2. Complete freedom at the time of choosing religious life and, in particular, the Congregation.
3. Disposition, i.e., appropriate temperament, character and personality, especially for community life and service to others.
4. Qualities required for living the Claretian project and for fulfilling the mission of the Congregation. Among these are good physical and psychological health, sufficient intellectual ability, psychological maturity and balance according to the age of the person, and appropriate moral and spiritual qualities.
b. Specifically[21]:
1. Age. The minimum age for entering the novitiate is 17. Before that age candidates may be accepted for a period of pre-novitiate. A maximum age has not been set by Canon Law. It is a pedagogical and experiential judgment not to admit very young candidates nor adult vocations of advanced age, except in extraordinary circumstances.
2. Physical health. The degree of health that is demanded of the one called is not established categorically. It is a matter of personal judgment. The one called must enjoy health that gives him the support of a suitable psychological balance and allows him to live and carry out the demands of the vocation.
3. Suitable disposition. Disposition is an all-encompassing concept that includes one’s temperament, character and personality. It must be suited to living out the demands of the vocation. It is summed up in those attitudes and aptitudes that allow the person to live out vocational values. Basically they are these human capacities:
• disinterested love for others,
• the unconditional and generous giving of oneself to the service of the Kingdom,
• a rich sensitivity and emotional life,
• sociability and the capability of establishing human relationships and friendship,
• flexibility and adaptability,
• radical renunciation of self for the values of the Kingdom,
• a positive and optimistic view of life, sincerity and genuiness,
• the seriousness and responsibility to make decisions,
• constancy and stability to live up to one’s commitments.
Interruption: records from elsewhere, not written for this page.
//! Advisory field declarations for a model.
//!
//! A [`Schema`] names the fields a collection is expected to hold and their primitive
//! kind. It is never checked against inserted or updated data; the only behavior it
//! drives is index creation via [`Model::sync_indexes`](crate::model::Model::sync_indexes).

use serde::{Deserialize, Serialize};
use std::collections::BTreeMap;

/// Primitive kind of a declared field.
#[derive(Debug, Clone, Copy, PartialEq, Eq, Serialize, Deserialize)]
#[serde(rename_all = "lowercase")]
pub enum FieldType {
    String,
    Number,
    Boolean,
    Date,
    Object,
    Array,
}

/// Declaration of a single field.
#[derive(Debug, Clone, Copy, PartialEq, Eq, Serialize, Deserialize)]
pub struct FieldDef {
    #[serde(rename = "type")]
    pub kind: FieldType,
    /// Create a (non-unique) index on this field.
    #[serde(default)]
    pub index: bool,
    /// Create a unique index on this field.
    #[serde(default)]
    pub unique: bool,
}

impl FieldDef {
    pub fn new(kind: FieldType) -> Self {
        Self { kind, index: false, unique: false }
    }

    pub fn indexed(mut self) -> Self {
        self.index = true;
        self
    }

    pub fn unique(mut self) -> Self {
        self.unique = true;
        self
    }
}

impl From<FieldType> for FieldDef {
    fn from(kind: FieldType) -> Self {
        FieldDef::new(kind)
    }
}

/// Field name to declaration map.
#[derive(Debug, Clone, Default, PartialEq, Eq, Serialize, Deserialize)]
#[serde(transparent)]
pub struct Schema {
    fields: BTreeMap<String, FieldDef>,
}

impl Schema {
    pub fn new() -> Self {
        Self::default()
    }

    /// Adds or replaces a field declaration.
    pub fn field(mut self, name: impl Into<String>, def: impl Into<FieldDef>) -> Self {
        self.fields.insert(name.into(), def.into());
        self
    }

    pub fn get(&self, name: &str) -> Option<&FieldDef> {
        self.fields.get(name)
    }

    pub fn fields(&self) -> impl Iterator<Item = (&str, &FieldDef)> {
        self.fields
            .iter()
            .map(|(name, def)| (name.as_str(), def))
    }

    /// Fields that need an index, with their uniqueness flag.
    pub fn indexed_fields(&self) -> impl Iterator<Item = (&str, bool)> {
        self.fields()
            .filter(|(_, def)| def.index || def.unique)
            .map(|(name, def)| (name, def.unique))
    }
}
4. Psychological health and balance. The one called must be a normal person. That normality presupposes the possession of the degree of psychological maturity appropriate to his age and that one acts in conformity with behaviors that are defined as normal.
Psychological balance manifests the maturity of the person. It is expressed in behavior that reflects an ability to appropriately assess reality, to love authentically and to be open to others, to make free and stable choices, to work and be efficient, and to be adaptable to his surroundings[22].
The psychological maturity of the personality is never absolute, but relative. It is subject to a developmental process throughout the life stages of the person. Each age, in the process of personal development, has its own maturity.
5. Intellectual ability. The intellectual ability of the one called must be proportionate and suited to the demands of his vocation. That degree of intellectual ability is required that:
• is sufficient for the one called to learn and understand the meaning and nature of his vocation,
• allows him to acquire the academic preparation needed to carry out his mission[23],
• includes, besides the possibility of learning, the ability to reflect and make judgments, thinking back over the events of his life,
• exists at least as a basic aptitude that must be developed, enriched and educated later.
6. Moral and religious suitability. The one called must be morally healthy, with right judgments and good human and Christian behavior. This constitutes a foundation and a guarantee of fidelity to one’s vocation.
This suitability is not something obtained from the very beginning. The one called cannot then put together all the conditions of complete suitability for various reasons. Discernment must be centered above all on those basic abilities that allow him to overcome deficiencies and achieve an appropriate degree of suitability.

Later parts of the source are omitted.